━━ Supplied records ━━

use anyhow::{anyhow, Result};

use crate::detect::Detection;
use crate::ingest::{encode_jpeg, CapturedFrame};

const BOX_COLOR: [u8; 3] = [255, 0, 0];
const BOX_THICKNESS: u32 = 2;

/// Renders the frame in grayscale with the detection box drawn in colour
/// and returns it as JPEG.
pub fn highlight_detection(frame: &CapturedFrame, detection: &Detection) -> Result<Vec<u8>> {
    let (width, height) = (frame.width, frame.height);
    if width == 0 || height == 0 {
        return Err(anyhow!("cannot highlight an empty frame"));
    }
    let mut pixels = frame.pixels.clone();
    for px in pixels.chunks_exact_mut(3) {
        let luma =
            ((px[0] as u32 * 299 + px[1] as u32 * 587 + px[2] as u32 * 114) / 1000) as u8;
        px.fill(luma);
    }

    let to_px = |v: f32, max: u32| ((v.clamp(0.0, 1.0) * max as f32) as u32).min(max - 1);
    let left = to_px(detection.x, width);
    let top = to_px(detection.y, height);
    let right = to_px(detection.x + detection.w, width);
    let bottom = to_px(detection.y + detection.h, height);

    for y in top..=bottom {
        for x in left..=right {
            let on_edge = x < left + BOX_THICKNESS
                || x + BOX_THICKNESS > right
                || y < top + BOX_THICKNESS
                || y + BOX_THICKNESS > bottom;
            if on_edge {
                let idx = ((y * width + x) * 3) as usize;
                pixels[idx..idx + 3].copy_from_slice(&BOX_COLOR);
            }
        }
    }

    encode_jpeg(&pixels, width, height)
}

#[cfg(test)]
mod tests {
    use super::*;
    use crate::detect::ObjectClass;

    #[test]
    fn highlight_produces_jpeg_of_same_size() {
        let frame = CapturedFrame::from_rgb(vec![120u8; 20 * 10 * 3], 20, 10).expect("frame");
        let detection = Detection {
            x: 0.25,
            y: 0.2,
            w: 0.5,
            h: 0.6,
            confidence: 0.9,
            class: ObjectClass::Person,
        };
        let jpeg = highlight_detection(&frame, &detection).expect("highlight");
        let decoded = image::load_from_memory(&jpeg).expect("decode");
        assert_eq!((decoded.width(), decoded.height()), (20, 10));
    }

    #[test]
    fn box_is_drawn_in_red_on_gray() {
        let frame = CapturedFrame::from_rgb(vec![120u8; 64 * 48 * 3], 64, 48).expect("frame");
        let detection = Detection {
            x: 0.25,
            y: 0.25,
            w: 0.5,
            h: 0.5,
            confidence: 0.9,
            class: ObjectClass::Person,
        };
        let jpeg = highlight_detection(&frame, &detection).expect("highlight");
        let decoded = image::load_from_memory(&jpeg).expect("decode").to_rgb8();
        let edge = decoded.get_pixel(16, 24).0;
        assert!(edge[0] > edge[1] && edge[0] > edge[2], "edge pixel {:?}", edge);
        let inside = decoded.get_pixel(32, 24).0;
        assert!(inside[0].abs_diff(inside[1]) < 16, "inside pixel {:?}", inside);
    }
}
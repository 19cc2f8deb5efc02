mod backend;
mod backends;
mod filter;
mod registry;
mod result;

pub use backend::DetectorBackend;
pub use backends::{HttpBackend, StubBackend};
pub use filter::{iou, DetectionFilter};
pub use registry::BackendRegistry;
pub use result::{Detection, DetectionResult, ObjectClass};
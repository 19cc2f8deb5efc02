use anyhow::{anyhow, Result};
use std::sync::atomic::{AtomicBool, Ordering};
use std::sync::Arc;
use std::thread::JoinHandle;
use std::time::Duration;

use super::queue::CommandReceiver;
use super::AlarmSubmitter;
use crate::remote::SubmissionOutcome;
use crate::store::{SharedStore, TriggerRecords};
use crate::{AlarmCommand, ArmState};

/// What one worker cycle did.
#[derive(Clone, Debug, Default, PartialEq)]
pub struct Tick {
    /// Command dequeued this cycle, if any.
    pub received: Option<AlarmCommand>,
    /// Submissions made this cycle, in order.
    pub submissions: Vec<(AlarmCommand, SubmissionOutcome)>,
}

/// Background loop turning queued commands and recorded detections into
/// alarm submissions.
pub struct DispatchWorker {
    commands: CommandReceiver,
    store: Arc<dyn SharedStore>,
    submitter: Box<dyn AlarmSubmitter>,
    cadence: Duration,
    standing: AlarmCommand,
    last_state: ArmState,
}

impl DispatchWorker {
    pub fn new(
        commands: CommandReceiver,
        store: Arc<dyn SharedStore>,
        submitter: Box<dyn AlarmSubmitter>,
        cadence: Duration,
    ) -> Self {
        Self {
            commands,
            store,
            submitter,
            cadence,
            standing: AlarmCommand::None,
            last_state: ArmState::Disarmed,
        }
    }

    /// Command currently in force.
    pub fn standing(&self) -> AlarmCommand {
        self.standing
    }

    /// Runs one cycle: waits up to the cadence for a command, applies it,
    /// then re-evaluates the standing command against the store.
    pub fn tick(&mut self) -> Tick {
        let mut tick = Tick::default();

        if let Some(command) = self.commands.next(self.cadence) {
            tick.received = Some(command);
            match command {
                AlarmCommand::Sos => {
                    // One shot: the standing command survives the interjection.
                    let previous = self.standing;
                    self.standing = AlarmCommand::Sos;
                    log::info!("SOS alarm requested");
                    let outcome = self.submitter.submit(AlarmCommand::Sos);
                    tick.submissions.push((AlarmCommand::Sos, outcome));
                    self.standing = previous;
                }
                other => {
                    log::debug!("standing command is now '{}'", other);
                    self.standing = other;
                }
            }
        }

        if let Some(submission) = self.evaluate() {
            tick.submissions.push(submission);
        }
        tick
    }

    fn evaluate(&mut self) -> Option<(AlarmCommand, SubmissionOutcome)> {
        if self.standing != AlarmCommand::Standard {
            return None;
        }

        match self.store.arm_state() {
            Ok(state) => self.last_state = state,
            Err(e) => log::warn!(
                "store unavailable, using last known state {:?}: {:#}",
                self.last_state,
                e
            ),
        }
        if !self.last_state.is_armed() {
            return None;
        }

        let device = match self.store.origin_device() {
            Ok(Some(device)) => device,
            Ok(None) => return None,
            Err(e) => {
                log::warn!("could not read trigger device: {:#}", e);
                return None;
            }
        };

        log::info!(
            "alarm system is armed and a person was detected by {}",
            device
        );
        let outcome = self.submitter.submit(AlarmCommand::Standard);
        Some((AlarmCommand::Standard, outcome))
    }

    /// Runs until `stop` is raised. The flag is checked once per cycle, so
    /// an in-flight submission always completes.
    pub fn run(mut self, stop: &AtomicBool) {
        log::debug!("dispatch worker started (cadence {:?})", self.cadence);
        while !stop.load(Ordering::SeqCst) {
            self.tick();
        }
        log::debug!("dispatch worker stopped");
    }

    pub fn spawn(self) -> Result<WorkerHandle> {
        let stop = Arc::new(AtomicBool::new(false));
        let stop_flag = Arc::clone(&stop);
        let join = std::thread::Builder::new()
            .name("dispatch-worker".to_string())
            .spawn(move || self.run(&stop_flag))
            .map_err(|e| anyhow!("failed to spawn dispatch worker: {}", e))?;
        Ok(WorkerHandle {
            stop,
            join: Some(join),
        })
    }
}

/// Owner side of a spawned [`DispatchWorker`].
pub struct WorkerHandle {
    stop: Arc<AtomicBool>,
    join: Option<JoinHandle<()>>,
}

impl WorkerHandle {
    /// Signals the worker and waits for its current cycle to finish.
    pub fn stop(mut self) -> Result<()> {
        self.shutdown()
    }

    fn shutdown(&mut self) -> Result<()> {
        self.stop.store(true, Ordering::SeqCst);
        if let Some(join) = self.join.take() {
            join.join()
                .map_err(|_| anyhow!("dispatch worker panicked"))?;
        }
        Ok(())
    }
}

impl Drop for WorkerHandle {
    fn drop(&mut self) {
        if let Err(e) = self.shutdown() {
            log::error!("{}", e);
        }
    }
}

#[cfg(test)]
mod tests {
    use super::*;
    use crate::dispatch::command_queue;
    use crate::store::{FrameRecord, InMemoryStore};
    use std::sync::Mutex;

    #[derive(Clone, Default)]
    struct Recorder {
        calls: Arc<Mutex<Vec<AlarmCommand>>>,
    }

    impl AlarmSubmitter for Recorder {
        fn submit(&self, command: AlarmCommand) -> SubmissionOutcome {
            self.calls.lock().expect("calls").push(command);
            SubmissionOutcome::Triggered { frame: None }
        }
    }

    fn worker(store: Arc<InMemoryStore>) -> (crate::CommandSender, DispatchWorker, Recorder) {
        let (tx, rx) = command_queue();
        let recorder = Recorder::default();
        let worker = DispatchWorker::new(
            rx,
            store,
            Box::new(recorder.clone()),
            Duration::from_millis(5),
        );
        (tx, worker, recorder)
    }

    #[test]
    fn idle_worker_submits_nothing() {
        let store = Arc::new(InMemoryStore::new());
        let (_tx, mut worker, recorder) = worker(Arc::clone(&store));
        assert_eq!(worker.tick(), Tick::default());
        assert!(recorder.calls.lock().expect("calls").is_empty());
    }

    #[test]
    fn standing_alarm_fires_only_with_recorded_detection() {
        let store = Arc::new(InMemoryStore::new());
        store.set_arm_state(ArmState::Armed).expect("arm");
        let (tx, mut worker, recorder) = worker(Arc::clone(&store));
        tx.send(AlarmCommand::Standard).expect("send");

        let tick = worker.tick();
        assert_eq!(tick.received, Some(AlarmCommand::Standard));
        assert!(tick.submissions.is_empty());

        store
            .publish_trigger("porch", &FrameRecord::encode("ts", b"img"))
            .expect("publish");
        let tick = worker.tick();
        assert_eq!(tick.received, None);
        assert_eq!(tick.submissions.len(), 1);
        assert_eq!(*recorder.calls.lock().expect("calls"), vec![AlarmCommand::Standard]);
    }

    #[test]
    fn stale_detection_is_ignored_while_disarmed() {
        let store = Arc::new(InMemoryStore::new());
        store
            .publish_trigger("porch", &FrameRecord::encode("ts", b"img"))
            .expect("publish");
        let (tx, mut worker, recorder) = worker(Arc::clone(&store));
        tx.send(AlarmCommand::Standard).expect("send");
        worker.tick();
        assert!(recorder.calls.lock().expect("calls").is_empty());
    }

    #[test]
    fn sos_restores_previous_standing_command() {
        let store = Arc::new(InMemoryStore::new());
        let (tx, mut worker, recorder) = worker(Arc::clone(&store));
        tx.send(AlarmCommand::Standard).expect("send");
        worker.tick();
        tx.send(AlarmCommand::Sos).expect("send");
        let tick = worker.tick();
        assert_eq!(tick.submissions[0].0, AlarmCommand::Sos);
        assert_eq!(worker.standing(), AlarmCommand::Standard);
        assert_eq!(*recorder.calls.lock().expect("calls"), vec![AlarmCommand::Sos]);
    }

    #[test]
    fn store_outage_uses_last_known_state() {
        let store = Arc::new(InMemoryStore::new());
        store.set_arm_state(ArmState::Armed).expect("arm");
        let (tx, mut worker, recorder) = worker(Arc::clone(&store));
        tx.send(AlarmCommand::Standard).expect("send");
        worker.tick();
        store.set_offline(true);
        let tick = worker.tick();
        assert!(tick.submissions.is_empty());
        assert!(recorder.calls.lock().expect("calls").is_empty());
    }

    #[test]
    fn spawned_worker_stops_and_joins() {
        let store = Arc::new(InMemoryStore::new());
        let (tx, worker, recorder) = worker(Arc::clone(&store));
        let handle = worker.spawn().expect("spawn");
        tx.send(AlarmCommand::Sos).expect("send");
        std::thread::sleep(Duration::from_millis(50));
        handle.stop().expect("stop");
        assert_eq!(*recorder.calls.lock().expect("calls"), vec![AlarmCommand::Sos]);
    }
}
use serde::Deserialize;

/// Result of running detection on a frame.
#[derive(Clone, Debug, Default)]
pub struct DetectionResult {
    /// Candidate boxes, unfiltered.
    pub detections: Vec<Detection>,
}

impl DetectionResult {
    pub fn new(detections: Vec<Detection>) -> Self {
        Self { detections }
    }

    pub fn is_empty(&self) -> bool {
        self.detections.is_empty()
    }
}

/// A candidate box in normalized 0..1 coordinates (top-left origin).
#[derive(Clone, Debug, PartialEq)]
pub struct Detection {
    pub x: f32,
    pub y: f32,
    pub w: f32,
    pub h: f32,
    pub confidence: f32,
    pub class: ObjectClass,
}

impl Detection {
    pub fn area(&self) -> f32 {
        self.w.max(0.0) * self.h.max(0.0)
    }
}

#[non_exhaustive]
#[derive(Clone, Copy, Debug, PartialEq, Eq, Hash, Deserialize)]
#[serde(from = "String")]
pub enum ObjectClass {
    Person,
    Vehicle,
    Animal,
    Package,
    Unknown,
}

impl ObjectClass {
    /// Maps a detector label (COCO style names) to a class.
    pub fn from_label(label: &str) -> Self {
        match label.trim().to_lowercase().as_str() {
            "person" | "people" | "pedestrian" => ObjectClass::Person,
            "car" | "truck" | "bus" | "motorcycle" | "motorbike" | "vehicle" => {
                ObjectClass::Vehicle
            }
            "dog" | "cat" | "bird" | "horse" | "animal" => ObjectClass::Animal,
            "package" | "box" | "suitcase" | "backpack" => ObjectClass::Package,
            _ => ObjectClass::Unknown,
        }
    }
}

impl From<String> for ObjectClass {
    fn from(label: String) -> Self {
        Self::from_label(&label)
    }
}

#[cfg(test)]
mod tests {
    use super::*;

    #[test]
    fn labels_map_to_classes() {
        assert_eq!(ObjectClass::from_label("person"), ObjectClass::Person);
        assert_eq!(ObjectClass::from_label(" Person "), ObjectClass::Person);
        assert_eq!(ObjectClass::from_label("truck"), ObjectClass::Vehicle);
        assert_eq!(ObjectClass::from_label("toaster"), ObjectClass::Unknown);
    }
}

━━━

Output exactly the span of lines beginning at the first line of the records and ending at the line that holds "if width == 0", inclusive, with no other text.

## Your solution
use anyhow::{anyhow, Result};

use crate::detect::Detection;
use crate::ingest::{encode_jpeg, CapturedFrame};

const BOX_COLOR: [u8; 3] = [255, 0, 0];
const BOX_THICKNESS: u32 = 2;

/// Renders the frame in grayscale with the detection box drawn in colour
/// and returns it as JPEG.
pub fn highlight_detection(frame: &CapturedFrame, detection: &Detection) -> Result<Vec<u8>> {
    let (width, height) = (frame.width, frame.height);
    if width == 0 || height == 0 {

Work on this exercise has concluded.